* WORK TASK: Would you retype every record below exactly as written?
------
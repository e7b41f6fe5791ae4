/// Refresh Session Ledger
///
/// Server-side record of every refresh token issued. Sessions are:
/// - keyed by the refresh token's `jti`
/// - created at signup/login
/// - revoked and linked to their successor by rotation, or revoked by logout
/// - never deleted, so a replayed token can still be recognised

use std::collections::HashSet;
use std::sync::Arc;

use chrono::Utc;

use crate::error::{AppError, StoreError};
use crate::store::{RefreshSession, SessionStore};

/// Longest `replaced_by` chain followed when revoking a session family.
const MAX_FAMILY_DEPTH: usize = 10_000;

#[derive(Debug, thiserror::Error)]
pub enum LedgerError {
    /// A session id was issued twice. 128-bit random ids make this an integrity fault.
    #[error("duplicate refresh session id {0}")]
    DuplicateId(String),
    #[error("refresh session {0} already revoked")]
    AlreadyRevoked(String),
    #[error("refresh session {0} not found")]
    NotFound(String),
    #[error(transparent)]
    Store(StoreError),
}

impl LedgerError {
    fn from_store(err: StoreError, id: &str) -> Self {
        match err {
            StoreError::UniqueViolation(_) => LedgerError::DuplicateId(id.to_string()),
            StoreError::AlreadyRevoked(_) => LedgerError::AlreadyRevoked(id.to_string()),
            StoreError::NotFound(_) => LedgerError::NotFound(id.to_string()),
            other => LedgerError::Store(other),
        }
    }
}

impl From<LedgerError> for AppError {
    fn from(err: LedgerError) -> Self {
        match err {
            LedgerError::DuplicateId(_) => AppError::IntegrityFault(err.to_string()),
            LedgerError::AlreadyRevoked(_) | LedgerError::NotFound(_) => AppError::InvalidRefresh,
            LedgerError::Store(e) => AppError::Store(e),
        }
    }
}

pub struct SessionLedger<S> {
    store: Arc<S>,
}

impl<S> Clone for SessionLedger<S> {
    fn clone(&self) -> Self {
        Self {
            store: Arc::clone(&self.store),
        }
    }
}

impl<S: SessionStore> SessionLedger<S> {
    pub fn new(store: Arc<S>) -> Self {
        Self { store }
    }

    /// Record a newly issued refresh session.
    pub async fn create(&self, session: &RefreshSession) -> Result<(), LedgerError> {
        self.store.insert_session(session).await.map_err(|e| {
            let err = LedgerError::from_store(e, &session.id);
            if matches!(err, LedgerError::DuplicateId(_)) {
                tracing::error!(session_id = %session.id, "Refresh session id collision");
            }
            err
        })
    }

    pub async fn lookup(&self, id: &str) -> Result<Option<RefreshSession>, LedgerError> {
        self.store
            .find_session(id)
            .await
            .map_err(|e| LedgerError::from_store(e, id))
    }

    /// Atomically revoke `old_id`, link it to `new_session` and record `new_session`.
    ///
    /// Of several concurrent rotations of the same session exactly one
    /// succeeds; the others get `LedgerError::AlreadyRevoked`.
    pub async fn rotate(&self, old_id: &str, new_session: &RefreshSession) -> Result<(), LedgerError> {
        self.store
            .rotate_session(old_id, Utc::now(), new_session)
            .await
            .map_err(|e| match e {
                StoreError::UniqueViolation(_) => {
                    tracing::error!(session_id = %new_session.id, "Refresh session id collision");
                    LedgerError::DuplicateId(new_session.id.clone())
                }
                other => LedgerError::from_store(other, old_id),
            })?;

        tracing::debug!(old_session_id = %old_id, new_session_id = %new_session.id, "Refresh session rotated");
        Ok(())
    }

    /// Revoke a session. Idempotent: an already revoked or unknown session
    /// is not an error. Returns whether this call did the revoking.
    pub async fn revoke(&self, id: &str) -> Result<bool, LedgerError> {
        self.store
            .revoke_session(id, Utc::now())
            .await
            .map_err(|e| LedgerError::from_store(e, id))
    }

    /// Revoke every still-active session descending from `id` through
    /// `replaced_by` links. Returns how many sessions were revoked.
    pub async fn revoke_descendants(&self, id: &str) -> Result<usize, LedgerError> {
        let mut revoked = 0;
        let mut visited = HashSet::new();
        visited.insert(id.to_string());

        let mut next = self.lookup(id).await?.and_then(|s| s.replaced_by);
        while let Some(current) = next {
            if !visited.insert(current.clone()) || visited.len() > MAX_FAMILY_DEPTH {
                tracing::error!(session_id = %current, "Refresh session chain loops or is too long");
                break;
            }
            if self.revoke(&current).await? {
                revoked += 1;
            }
            next = self.lookup(&current).await?.and_then(|s| s.replaced_by);
        }

        Ok(revoked)
    }
}

#[cfg(test)]
mod tests {
    use super::*;
    use crate::store::MemoryStore;
    use chrono::Duration;

    fn session(id: &str) -> RefreshSession {
        let now = Utc::now();
        RefreshSession {
            id: id.to_string(),
            user_id: "user-1".to_string(),
            issued_at: now,
            expires_at: now + Duration::days(7),
            revoked_at: None,
            replaced_by: None,
            user_agent: None,
            client_address: None,
        }
    }

    fn ledger() -> SessionLedger<MemoryStore> {
        SessionLedger::new(Arc::new(MemoryStore::new()))
    }

    #[tokio::test]
    async fn test_create_and_lookup() {
        let ledger = ledger();
        let created = session("s1");
        ledger.create(&created).await.unwrap();

        assert_eq!(ledger.lookup("s1").await.unwrap(), Some(created));
        assert!(ledger.lookup("missing").await.unwrap().is_none());
    }

    #[tokio::test]
    async fn test_duplicate_create_is_integrity_fault() {
        let ledger = ledger();
        ledger.create(&session("s1")).await.unwrap();

        let err = ledger.create(&session("s1")).await.unwrap_err();
        assert!(matches!(err, LedgerError::DuplicateId(_)));
        assert!(matches!(AppError::from(err), AppError::IntegrityFault(_)));
    }

    #[tokio::test]
    async fn test_rotate_twice_fails_second_time() {
        let ledger = ledger();
        ledger.create(&session("s1")).await.unwrap();

        ledger.rotate("s1", &session("s2")).await.unwrap();
        let err = ledger.rotate("s1", &session("s3")).await.unwrap_err();

        assert!(matches!(err, LedgerError::AlreadyRevoked(_)));
        assert!(matches!(AppError::from(err), AppError::InvalidRefresh));
    }

    #[tokio::test]
    async fn test_rotate_unknown_session() {
        let err = ledger().rotate("nope", &session("s2")).await.unwrap_err();
        assert!(matches!(err, LedgerError::NotFound(_)));
    }

    #[tokio::test]
    async fn test_revoke_is_idempotent() {
        let ledger = ledger();
        ledger.create(&session("s1")).await.unwrap();

        assert!(ledger.revoke("s1").await.unwrap());
        assert!(!ledger.revoke("s1").await.unwrap());
        assert!(!ledger.revoke("unknown").await.unwrap());
    }

    #[tokio::test]
    async fn test_revoke_descendants_walks_chain() {
        let ledger = ledger();
        ledger.create(&session("s1")).await.unwrap();
        ledger.rotate("s1", &session("s2")).await.unwrap();
        ledger.rotate("s2", &session("s3")).await.unwrap();

        assert_eq!(ledger.revoke_descendants("s1").await.unwrap(), 1);

        let tail = ledger.lookup("s3").await.unwrap().unwrap();
        assert!(tail.is_revoked());
        assert_eq!(ledger.revoke_descendants("s1").await.unwrap(), 0);
    }
}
------
* RESULT OF THE EXERCISE:
repository e7b41f6fe5791ae4
/// Refresh Session Ledger
///
/// Server-side record of every refresh token issued. Sessions are:
/// - keyed by the refresh token's `jti`
/// - created at signup/login
/// - revoked and linked to their successor by rotation, or revoked by logout
/// - never deleted, so a replayed token can still be recognised

use std::collections::HashSet;
use std::sync::Arc;

use chrono::Utc;

use crate::error::{AppError, StoreError};
use crate::store::{RefreshSession, SessionStore};

/// Longest `replaced_by` chain followed when revoking a session family.
const MAX_FAMILY_DEPTH: usize = 10_000;

#[derive(Debug, thiserror::Error)]
pub enum LedgerError {
    /// A session id was issued twice. 128-bit random ids make this an integrity fault.
    #[error("duplicate refresh session id {0}")]
    DuplicateId(String),
    #[error("refresh session {0} already revoked")]
    AlreadyRevoked(String),
    #[error("refresh session {0} not found")]
    NotFound(String),
    #[error(transparent)]
    Store(StoreError),
}

impl LedgerError {
    fn from_store(err: StoreError, id: &str) -> Self {
        match err {
            StoreError::UniqueViolation(_) => LedgerError::DuplicateId(id.to_string()),
            StoreError::AlreadyRevoked(_) => LedgerError::AlreadyRevoked(id.to_string()),
            StoreError::NotFound(_) => LedgerError::NotFound(id.to_string()),
            other => LedgerError::Store(other),
        }
    }
}

impl From<LedgerError> for AppError {
    fn from(err: LedgerError) -> Self {
        match err {
            LedgerError::DuplicateId(_) => AppError::IntegrityFault(err.to_string()),
            LedgerError::AlreadyRevoked(_) | LedgerError::NotFound(_) => AppError::InvalidRefresh,
            LedgerError::Store(e) => AppError::Store(e),
        }
    }
}

pub struct SessionLedger<S> {
    store: Arc<S>,
}

impl<S> Clone for SessionLedger<S> {
    fn clone(&self) -> Self {
        Self {
            store: Arc::clone(&self.store),
        }
    }
}

impl<S: SessionStore> SessionLedger<S> {
    pub fn new(store: Arc<S>) -> Self {
        Self { store }
    }

    /// Record a newly issued refresh session.
    pub async fn create(&self, session: &RefreshSession) -> Result<(), LedgerError> {
        self.store.insert_session(session).await.map_err(|e| {
            let err = LedgerError::from_store(e, &session.id);
            if matches!(err, LedgerError::DuplicateId(_)) {
                tracing::error!(session_id = %session.id, "Refresh session id collision");
            }
            err
        })
    }

    pub async fn lookup(&self, id: &str) -> Result<Option<RefreshSession>, LedgerError> {
        self.store
            .find_session(id)
            .await
            .map_err(|e| LedgerError::from_store(e, id))
    }

    /// Atomically revoke `old_id`, link it to `new_session` and record `new_session`.
    ///
    /// Of several concurrent rotations of the same session exactly one
    /// succeeds; the others get `LedgerError::AlreadyRevoked`.
    pub async fn rotate(&self, old_id: &str, new_session: &RefreshSession) -> Result<(), LedgerError> {
        self.store
            .rotate_session(old_id, Utc::now(), new_session)
            .await
            .map_err(|e| match e {
                StoreError::UniqueViolation(_) => {
                    tracing::error!(session_id = %new_session.id, "Refresh session id collision");
                    LedgerError::DuplicateId(new_session.id.clone())
                }
                other => LedgerError::from_store(other, old_id),
            })?;

        tracing::debug!(old_session_id = %old_id, new_session_id = %new_session.id, "Refresh session rotated");
        Ok(())
    }

    /// Revoke a session. Idempotent: an already revoked or unknown session
    /// is not an error. Returns whether this call did the revoking.
    pub async fn revoke(&self, id: &str) -> Result<bool, LedgerError> {
        self.store
            .revoke_session(id, Utc::now())
            .await
            .map_err(|e| LedgerError::from_store(e, id))
    }

    /// Revoke every still-active session descending from `id` through
    /// `replaced_by` links. Returns how many sessions were revoked.
    pub async fn revoke_descendants(&self, id: &str) -> Result<usize, LedgerError> {
        let mut revoked = 0;
        let mut visited = HashSet::new();
        visited.insert(id.to_string());

        let mut next = self.lookup(id).await?.and_then(|s| s.replaced_by);
        while let Some(current) = next {
            if !visited.insert(current.clone()) || visited.len() > MAX_FAMILY_DEPTH {
                tracing::error!(session_id = %current, "Refresh session chain loops or is too long");
                break;
            }
            if self.revoke(&current).await? {
                revoked += 1;
            }
            next = self.lookup(&current).await?.and_then(|s| s.replaced_by);
        }

        Ok(revoked)
    }
}

#[cfg(test)]
mod tests {
    use super::*;
    use crate::store::MemoryStore;
    use chrono::Duration;

    fn session(id: &str) -> RefreshSession {
        let now = Utc::now();
        RefreshSession {
            id: id.to_string(),
            user_id: "user-1".to_string(),
            issued_at: now,
            expires_at: now + Duration::days(7),
            revoked_at: None,
            replaced_by: None,
            user_agent: None,
            client_address: None,
        }
    }

    fn ledger() -> SessionLedger<MemoryStore> {
        SessionLedger::new(Arc::new(MemoryStore::new()))
    }

    #[tokio::test]
    async fn test_create_and_lookup() {
        let ledger = ledger();
        let created = session("s1");
        ledger.create(&created).await.unwrap();

        assert_eq!(ledger.lookup("s1").await.unwrap(), Some(created));
        assert!(ledger.lookup("missing").await.unwrap().is_none());
    }

    #[tokio::test]
    async fn test_duplicate_create_is_integrity_fault() {
        let ledger = ledger();
        ledger.create(&session("s1")).await.unwrap();

        let err = ledger.create(&session("s1")).await.unwrap_err();
        assert!(matches!(err, LedgerError::DuplicateId(_)));
        assert!(matches!(AppError::from(err), AppError::IntegrityFault(_)));
    }

    #[tokio::test]
    async fn test_rotate_twice_fails_second_time() {
        let ledger = ledger();
        ledger.create(&session("s1")).await.unwrap();

        ledger.rotate("s1", &session("s2")).await.unwrap();
        let err = ledger.rotate("s1", &session("s3")).await.unwrap_err();

        assert!(matches!(err, LedgerError::AlreadyRevoked(_)));
        assert!(matches!(AppError::from(err), AppError::InvalidRefresh));
    }

    #[tokio::test]
    async fn test_rotate_unknown_session() {
        let err = ledger().rotate("nope", &session("s2")).await.unwrap_err();
        assert!(matches!(err, LedgerError::NotFound(_)));
    }

    #[tokio::test]
    async fn test_revoke_is_idempotent() {
        let ledger = ledger();
        ledger.create(&session("s1")).await.unwrap();

        assert!(ledger.revoke("s1").await.unwrap());
        assert!(!ledger.revoke("s1").await.unwrap());
        assert!(!ledger.revoke("unknown").await.unwrap());
    }

    #[tokio::test]
    async fn test_revoke_descendants_walks_chain() {
        let ledger = ledger();
        ledger.create(&session("s1")).await.unwrap();
        ledger.rotate("s1", &session("s2")).await.unwrap();
        ledger.rotate("s2", &session("s3")).await.unwrap();

        assert_eq!(ledger.revoke_descendants("s1").await.unwrap(), 1);

        let tail = ledger.lookup("s3").await.unwrap().unwrap();
        assert!(tail.is_revoked());
        assert_eq!(ledger.revoke_descendants("s1").await.unwrap(), 0);
    }
}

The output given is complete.